═══ SOURCE INFORMATION ═══

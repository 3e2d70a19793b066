//! Query handlers for the Narrative Engine context.

use branchwood_core::error::NarrativeError;
use branchwood_session::domain::state::PlayerSessionState;
use branchwood_story::domain::story::Story;

use crate::domain::outcome::Outcome;

/// Describes the scene `state` is currently in, without changing anything.
///
/// # Errors
///
/// Returns `NarrativeError::UnknownScene` if the session points at a scene
/// the story does not define.
pub fn present_scene(story: &Story, state: &PlayerSessionState) -> Result<Outcome, NarrativeError> {
    let scene = story
        .scene(state.current_scene_id())
        .ok_or(NarrativeError::UnknownScene(state.current_scene_id()))?;
    Ok(Outcome::for_scene(story, scene, state))
}
//! Command handlers for the Narrative Engine context.
//!
//! Starting a session and taking a choice. Both are pure: the caller owns
//! loading and persisting the session around them.

use branchwood_core::error::NarrativeError;
use branchwood_session::domain::state::PlayerSessionState;
use branchwood_story::domain::story::Story;
use tracing::{debug, warn};

use crate::domain::commands::TakeChoice;
use crate::domain::outcome::Outcome;
use crate::domain::visibility::conditions_satisfied;

/// A successful transition: the session after the move and what to show.
#[derive(Debug, Clone, PartialEq, Eq)]
pub struct Transition {
    /// The updated session, to be persisted by the caller.
    pub state: PlayerSessionState,
    /// The scene or ending reached.
    pub outcome: Outcome,
}

/// Creates a fresh session at the story's entry scene.
#[must_use]
pub fn start_session(story: &Story) -> PlayerSessionState {
    debug!(story_id = %story.id, entry_scene = %story.entry_scene_id, "starting session");
    PlayerSessionState::new(story.id, story.entry_scene_id)
}

/// Takes a choice from a scene and returns the resulting session and outcome.
///
/// The choice is applied even when its conditions are not currently met.
/// Gating is only enforced through what [`compute_visible_choices`] offers
/// to the client.
///
/// `state` is left untouched; on error nothing should be persisted.
///
/// [`compute_visible_choices`]: crate::domain::visibility::compute_visible_choices
///
/// # Errors
///
/// - `NarrativeError::UnknownScene` if `command.scene_id` is not in the story.
/// - `NarrativeError::UnknownChoice` if the scene has no such choice.
/// - `NarrativeError::DanglingTarget` if the choice leads to a scene the
///   story does not define.
pub fn apply_choice(
    story: &Story,
    state: &PlayerSessionState,
    command: &TakeChoice,
) -> Result<Transition, NarrativeError> {
    let scene = story
        .scene(command.scene_id)
        .ok_or(NarrativeError::UnknownScene(command.scene_id))?;

    let choice = scene
        .choice(command.choice_id)
        .ok_or(NarrativeError::UnknownChoice {
            scene_id: command.scene_id,
            choice_id: command.choice_id,
        })?;

    if !conditions_satisfied(&choice.conditions, state.variables()) {
        warn!(
            scene_id = %command.scene_id,
            choice_id = %command.choice_id,
            "applying choice whose conditions are not met"
        );
    }

    let mut next_state = state.clone();
    next_state.record_transition(
        command.scene_id,
        choice.target_scene_id,
        choice
            .effects
            .iter()
            .map(|(name, delta)| (name.as_str(), *delta)),
    );

    let next_scene =
        story
            .scene(choice.target_scene_id)
            .ok_or(NarrativeError::DanglingTarget {
                scene_id: command.scene_id,
                choice_id: command.choice_id,
                target: choice.target_scene_id,
            })?;

    let outcome = Outcome::for_scene(story, next_scene, &next_state);
    debug!(
        from = %command.scene_id,
        to = %next_scene.id,
        ending = outcome.is_ending(),
        "choice applied"
    );

    Ok(Transition {
        state: next_state,
        outcome,
    })
}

═══

EXERCISE INSTRUCTIONS -
Print out each record above exactly, with nothing omitted.

RESPONSE AREA -
repository 3e2d70a19793b066
//! Query handlers for the Narrative Engine context.

use branchwood_core::error::NarrativeError;
use branchwood_session::domain::state::PlayerSessionState;
use branchwood_story::domain::story::Story;

use crate::domain::outcome::Outcome;

/// Describes the scene `state` is currently in, without changing anything.
///
/// # Errors
///
/// Returns `NarrativeError::UnknownScene` if the session points at a scene
/// the story does not define.
pub fn present_scene(story: &Story, state: &PlayerSessionState) -> Result<Outcome, NarrativeError> {
    let scene = story
        .scene(state.current_scene_id())
        .ok_or(NarrativeError::UnknownScene(state.current_scene_id()))?;
    Ok(Outcome::for_scene(story, scene, state))
}
//! Command handlers for the Narrative Engine context.
//!
//! Starting a session and taking a choice. Both are pure: the caller owns
//! loading and persisting the session around them.

use branchwood_core::error::NarrativeError;
use branchwood_session::domain::state::PlayerSessionState;
use branchwood_story::domain::story::Story;
use tracing::{debug, warn};

use crate::domain::commands::TakeChoice;
use crate::domain::outcome::Outcome;
use crate::domain::visibility::conditions_satisfied;

/// A successful transition: the session after the move and what to show.
#[derive(Debug, Clone, PartialEq, Eq)]
pub struct Transition {
    /// The updated session, to be persisted by the caller.
    pub state: PlayerSessionState,
    /// The scene or ending reached.
    pub outcome: Outcome,
}

/// Creates a fresh session at the story's entry scene.
#[must_use]
pub fn start_session(story: &Story) -> PlayerSessionState {
    debug!(story_id = %story.id, entry_scene = %story.entry_scene_id, "starting session");
    PlayerSessionState::new(story.id, story.entry_scene_id)
}

/// Takes a choice from a scene and returns the resulting session and outcome.
///
/// The choice is applied even when its conditions are not currently met.
/// Gating is only enforced through what [`compute_visible_choices`] offers
/// to the client.
///
/// `state` is left untouched; on error nothing should be persisted.
///
/// [`compute_visible_choices`]: crate::domain::visibility::compute_visible_choices
///
/// # Errors
///
/// - `NarrativeError::UnknownScene` if `command.scene_id` is not in the story.
/// - `NarrativeError::UnknownChoice` if the scene has no such choice.
/// - `NarrativeError::DanglingTarget` if the choice leads to a scene the
///   story does not define.
pub fn apply_choice(
    story: &Story,
    state: &PlayerSessionState,
    command: &TakeChoice,
) -> Result<Transition, NarrativeError> {
    let scene = story
        .scene(command.scene_id)
        .ok_or(NarrativeError::UnknownScene(command.scene_id))?;

    let choice = scene
        .choice(command.choice_id)
        .ok_or(NarrativeError::UnknownChoice {
            scene_id: command.scene_id,
            choice_id: command.choice_id,
        })?;

    if !conditions_satisfied(&choice.conditions, state.variables()) {
        warn!(
            scene_id = %command.scene_id,
            choice_id = %command.choice_id,
            "applying choice whose conditions are not met"
        );
    }

    let mut next_state = state.clone();
    next_state.record_transition(
        command.scene_id,
        choice.target_scene_id,
        choice
            .effects
            .iter()
            .map(|(name, delta)| (name.as_str(), *delta)),
    );

    let next_scene =
        story
            .scene(choice.target_scene_id)
            .ok_or(NarrativeError::DanglingTarget {
                scene_id: command.scene_id,
                choice_id: command.choice_id,
                target: choice.target_scene_id,
            })?;

    let outcome = Outcome::for_scene(story, next_scene, &next_state);
    debug!(
        from = %command.scene_id,
        to = %next_scene.id,
        ending = outcome.is_ending(),
        "choice applied"
    );

    Ok(Transition {
        state: next_state,
        outcome,
    })
}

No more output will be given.